▸ **PROBLEM TO SOLVE**:
Whichever lines of the material contain "iter", copy each of them.

▸ **DATA FOR THIS TASK**:
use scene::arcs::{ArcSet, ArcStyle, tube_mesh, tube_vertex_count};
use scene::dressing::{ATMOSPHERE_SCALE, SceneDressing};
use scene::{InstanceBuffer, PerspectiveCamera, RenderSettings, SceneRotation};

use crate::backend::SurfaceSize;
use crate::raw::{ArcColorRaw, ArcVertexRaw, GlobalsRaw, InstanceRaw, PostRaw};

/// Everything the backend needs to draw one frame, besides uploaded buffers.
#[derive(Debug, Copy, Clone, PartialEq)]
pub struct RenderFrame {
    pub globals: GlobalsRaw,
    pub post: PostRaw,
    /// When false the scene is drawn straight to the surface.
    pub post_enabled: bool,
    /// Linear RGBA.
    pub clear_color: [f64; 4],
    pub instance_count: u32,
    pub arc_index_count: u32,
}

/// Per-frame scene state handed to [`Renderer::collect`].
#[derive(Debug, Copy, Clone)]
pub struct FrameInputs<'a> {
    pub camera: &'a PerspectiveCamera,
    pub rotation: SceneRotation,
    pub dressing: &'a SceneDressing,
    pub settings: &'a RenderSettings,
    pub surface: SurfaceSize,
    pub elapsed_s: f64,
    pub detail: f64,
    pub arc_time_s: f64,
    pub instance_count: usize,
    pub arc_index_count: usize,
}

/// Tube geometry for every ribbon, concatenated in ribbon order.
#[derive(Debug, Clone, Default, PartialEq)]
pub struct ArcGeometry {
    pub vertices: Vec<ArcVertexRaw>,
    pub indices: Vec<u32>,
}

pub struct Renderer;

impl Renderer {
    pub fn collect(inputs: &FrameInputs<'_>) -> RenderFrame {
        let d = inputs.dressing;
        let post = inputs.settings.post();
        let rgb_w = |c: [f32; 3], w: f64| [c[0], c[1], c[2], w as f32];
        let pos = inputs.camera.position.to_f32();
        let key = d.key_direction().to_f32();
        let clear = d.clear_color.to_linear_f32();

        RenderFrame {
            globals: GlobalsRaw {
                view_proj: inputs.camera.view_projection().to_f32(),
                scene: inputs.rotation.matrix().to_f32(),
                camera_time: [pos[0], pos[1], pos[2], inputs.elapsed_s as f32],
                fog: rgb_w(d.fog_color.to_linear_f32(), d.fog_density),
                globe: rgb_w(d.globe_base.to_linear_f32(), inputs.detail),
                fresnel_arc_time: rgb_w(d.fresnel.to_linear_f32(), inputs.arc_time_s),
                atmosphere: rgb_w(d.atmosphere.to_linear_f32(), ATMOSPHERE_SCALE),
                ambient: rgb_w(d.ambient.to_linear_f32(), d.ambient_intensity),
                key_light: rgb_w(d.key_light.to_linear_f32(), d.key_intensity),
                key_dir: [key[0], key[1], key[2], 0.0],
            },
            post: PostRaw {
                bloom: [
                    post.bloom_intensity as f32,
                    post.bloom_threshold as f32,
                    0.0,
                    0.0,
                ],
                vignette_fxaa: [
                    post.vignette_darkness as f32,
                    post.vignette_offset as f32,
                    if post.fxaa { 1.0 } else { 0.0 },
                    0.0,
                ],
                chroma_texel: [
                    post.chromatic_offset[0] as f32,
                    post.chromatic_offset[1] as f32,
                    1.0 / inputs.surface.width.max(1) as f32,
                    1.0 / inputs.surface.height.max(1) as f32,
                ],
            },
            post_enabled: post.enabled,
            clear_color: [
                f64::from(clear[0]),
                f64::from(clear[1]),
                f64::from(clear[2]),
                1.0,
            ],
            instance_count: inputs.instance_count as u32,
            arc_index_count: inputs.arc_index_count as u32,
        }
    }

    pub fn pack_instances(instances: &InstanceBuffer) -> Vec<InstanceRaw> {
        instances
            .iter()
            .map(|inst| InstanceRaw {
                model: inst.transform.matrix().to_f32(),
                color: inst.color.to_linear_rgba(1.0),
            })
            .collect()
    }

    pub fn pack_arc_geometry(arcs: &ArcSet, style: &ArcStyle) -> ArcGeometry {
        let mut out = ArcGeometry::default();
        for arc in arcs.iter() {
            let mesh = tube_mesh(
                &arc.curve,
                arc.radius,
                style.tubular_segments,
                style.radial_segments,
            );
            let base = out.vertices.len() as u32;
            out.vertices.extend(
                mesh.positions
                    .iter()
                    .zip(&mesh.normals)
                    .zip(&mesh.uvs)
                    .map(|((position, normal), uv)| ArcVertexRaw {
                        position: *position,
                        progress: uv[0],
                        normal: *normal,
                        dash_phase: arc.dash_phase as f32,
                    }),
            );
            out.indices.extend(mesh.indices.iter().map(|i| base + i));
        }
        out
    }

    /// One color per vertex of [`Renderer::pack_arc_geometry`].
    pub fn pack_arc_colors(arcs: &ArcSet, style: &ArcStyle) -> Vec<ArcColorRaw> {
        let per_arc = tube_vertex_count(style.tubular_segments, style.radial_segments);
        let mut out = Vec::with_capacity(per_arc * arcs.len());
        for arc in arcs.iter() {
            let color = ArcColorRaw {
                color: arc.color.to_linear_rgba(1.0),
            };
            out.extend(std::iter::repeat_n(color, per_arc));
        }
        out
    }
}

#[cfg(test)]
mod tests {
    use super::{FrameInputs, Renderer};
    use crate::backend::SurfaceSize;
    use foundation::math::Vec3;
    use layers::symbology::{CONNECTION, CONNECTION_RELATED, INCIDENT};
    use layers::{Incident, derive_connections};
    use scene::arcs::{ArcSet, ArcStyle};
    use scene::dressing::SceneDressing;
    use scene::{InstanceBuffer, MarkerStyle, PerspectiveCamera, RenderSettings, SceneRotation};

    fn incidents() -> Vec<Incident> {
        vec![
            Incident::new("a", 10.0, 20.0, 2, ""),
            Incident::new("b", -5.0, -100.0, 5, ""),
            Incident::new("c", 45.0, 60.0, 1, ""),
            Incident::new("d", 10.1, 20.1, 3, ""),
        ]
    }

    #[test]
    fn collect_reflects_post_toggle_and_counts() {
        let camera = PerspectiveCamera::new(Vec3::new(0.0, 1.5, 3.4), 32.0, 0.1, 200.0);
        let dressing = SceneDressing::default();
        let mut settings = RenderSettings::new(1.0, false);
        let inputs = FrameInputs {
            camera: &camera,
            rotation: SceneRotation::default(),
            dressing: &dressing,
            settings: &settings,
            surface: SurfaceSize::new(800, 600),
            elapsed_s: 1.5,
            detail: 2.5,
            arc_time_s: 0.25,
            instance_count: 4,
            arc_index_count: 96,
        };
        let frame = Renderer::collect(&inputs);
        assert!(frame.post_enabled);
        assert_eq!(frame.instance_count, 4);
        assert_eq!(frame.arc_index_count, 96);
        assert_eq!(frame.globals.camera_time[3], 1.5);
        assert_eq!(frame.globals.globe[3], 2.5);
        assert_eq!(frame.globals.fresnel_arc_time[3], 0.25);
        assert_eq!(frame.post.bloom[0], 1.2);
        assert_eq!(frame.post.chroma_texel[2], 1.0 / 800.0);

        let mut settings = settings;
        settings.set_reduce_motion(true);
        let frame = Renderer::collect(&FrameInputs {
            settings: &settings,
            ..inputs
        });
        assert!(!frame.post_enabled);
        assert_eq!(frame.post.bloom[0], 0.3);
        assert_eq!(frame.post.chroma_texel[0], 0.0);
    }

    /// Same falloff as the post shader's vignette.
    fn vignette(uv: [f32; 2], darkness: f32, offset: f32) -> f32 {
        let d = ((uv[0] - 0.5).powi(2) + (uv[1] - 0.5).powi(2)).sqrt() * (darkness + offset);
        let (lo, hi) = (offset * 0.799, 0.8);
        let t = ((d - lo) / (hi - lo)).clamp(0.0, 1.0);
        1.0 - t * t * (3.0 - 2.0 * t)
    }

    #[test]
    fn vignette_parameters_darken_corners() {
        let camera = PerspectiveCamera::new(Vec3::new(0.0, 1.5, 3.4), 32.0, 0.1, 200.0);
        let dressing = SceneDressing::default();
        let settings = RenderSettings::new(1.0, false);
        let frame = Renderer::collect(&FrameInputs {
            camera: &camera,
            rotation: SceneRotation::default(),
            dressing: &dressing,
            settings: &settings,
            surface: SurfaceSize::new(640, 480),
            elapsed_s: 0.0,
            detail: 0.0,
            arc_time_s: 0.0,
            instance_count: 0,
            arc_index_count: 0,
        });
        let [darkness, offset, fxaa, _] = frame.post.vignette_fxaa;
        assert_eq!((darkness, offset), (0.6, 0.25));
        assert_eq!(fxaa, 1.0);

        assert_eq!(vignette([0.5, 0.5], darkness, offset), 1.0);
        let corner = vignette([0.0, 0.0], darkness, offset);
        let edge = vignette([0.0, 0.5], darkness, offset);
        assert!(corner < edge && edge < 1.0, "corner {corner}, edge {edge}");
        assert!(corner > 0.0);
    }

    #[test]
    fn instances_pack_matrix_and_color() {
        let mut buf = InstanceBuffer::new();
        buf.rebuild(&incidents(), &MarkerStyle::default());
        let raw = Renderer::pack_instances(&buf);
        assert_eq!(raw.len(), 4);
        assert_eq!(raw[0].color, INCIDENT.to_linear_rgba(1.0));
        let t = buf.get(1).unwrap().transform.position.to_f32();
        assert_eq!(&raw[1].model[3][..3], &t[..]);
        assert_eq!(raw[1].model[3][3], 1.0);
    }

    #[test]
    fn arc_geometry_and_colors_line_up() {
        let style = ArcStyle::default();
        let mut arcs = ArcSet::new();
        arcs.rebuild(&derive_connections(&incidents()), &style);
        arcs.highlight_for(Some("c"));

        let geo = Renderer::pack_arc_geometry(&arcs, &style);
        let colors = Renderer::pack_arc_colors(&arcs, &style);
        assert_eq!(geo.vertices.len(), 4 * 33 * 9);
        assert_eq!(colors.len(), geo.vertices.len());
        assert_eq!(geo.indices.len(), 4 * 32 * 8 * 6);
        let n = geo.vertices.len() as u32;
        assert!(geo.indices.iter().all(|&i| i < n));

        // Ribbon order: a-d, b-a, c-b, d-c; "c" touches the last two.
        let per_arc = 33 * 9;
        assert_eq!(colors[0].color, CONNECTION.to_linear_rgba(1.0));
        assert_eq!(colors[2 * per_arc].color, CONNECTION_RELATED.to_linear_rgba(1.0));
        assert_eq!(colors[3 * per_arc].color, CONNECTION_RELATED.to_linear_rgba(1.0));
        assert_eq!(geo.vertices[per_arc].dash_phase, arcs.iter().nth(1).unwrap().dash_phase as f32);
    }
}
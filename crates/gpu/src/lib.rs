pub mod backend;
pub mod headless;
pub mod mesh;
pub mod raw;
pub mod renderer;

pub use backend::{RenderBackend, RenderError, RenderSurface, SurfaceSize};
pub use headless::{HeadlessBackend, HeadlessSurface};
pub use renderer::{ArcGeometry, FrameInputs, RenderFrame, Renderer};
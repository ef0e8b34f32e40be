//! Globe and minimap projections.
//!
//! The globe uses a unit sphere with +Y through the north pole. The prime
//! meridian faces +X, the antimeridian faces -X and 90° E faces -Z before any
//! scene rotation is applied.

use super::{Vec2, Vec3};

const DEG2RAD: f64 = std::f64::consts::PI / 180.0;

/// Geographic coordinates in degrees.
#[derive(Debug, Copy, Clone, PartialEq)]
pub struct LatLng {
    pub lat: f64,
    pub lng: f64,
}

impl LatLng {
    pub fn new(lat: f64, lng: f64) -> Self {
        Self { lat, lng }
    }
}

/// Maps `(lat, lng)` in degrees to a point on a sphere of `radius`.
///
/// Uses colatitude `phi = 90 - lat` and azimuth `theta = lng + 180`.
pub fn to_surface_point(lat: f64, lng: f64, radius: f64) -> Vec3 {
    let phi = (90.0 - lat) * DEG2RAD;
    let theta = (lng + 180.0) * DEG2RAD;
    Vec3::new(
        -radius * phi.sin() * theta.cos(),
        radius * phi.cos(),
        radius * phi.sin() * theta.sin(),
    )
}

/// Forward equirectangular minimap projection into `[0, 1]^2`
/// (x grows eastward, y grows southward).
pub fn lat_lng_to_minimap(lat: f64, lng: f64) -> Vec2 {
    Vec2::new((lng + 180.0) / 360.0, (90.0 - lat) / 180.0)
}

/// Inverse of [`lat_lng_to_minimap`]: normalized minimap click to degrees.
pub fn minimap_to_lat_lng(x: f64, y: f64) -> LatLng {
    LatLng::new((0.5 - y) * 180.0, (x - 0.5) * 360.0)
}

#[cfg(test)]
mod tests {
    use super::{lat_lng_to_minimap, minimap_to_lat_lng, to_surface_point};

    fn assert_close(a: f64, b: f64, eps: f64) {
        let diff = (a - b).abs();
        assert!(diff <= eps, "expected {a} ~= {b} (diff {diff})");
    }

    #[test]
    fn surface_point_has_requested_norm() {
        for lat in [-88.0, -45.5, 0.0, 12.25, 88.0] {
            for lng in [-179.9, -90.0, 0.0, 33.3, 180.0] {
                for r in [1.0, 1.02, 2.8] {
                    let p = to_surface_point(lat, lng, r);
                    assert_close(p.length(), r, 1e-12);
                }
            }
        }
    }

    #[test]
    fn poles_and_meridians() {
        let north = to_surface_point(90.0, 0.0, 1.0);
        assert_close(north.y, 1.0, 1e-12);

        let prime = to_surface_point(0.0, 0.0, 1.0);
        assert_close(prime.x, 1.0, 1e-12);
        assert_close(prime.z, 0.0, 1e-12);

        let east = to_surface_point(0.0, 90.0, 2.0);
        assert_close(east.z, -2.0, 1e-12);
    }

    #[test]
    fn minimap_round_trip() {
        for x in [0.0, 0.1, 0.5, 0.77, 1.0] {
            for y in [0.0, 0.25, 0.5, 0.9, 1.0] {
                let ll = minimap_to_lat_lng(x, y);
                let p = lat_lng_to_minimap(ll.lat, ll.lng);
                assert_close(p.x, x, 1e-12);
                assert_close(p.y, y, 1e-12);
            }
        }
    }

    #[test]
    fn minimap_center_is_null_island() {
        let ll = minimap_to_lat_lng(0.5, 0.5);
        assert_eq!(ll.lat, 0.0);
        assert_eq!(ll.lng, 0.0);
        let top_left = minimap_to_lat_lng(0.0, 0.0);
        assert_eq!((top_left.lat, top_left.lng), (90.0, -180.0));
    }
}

▸ **SOLUTION**:
            .iter()
        for arc in arcs.iter() {
                    .iter()
            out.indices.extend(mesh.indices.iter().map(|i| base + i));
        for arc in arcs.iter() {
            out.extend(std::iter::repeat_n(color, per_arc));
        assert!(geo.indices.iter().all(|&i| i < n));
        assert_eq!(geo.vertices[per_arc].dash_phase, arcs.iter().nth(1).unwrap().dash_phase as f32);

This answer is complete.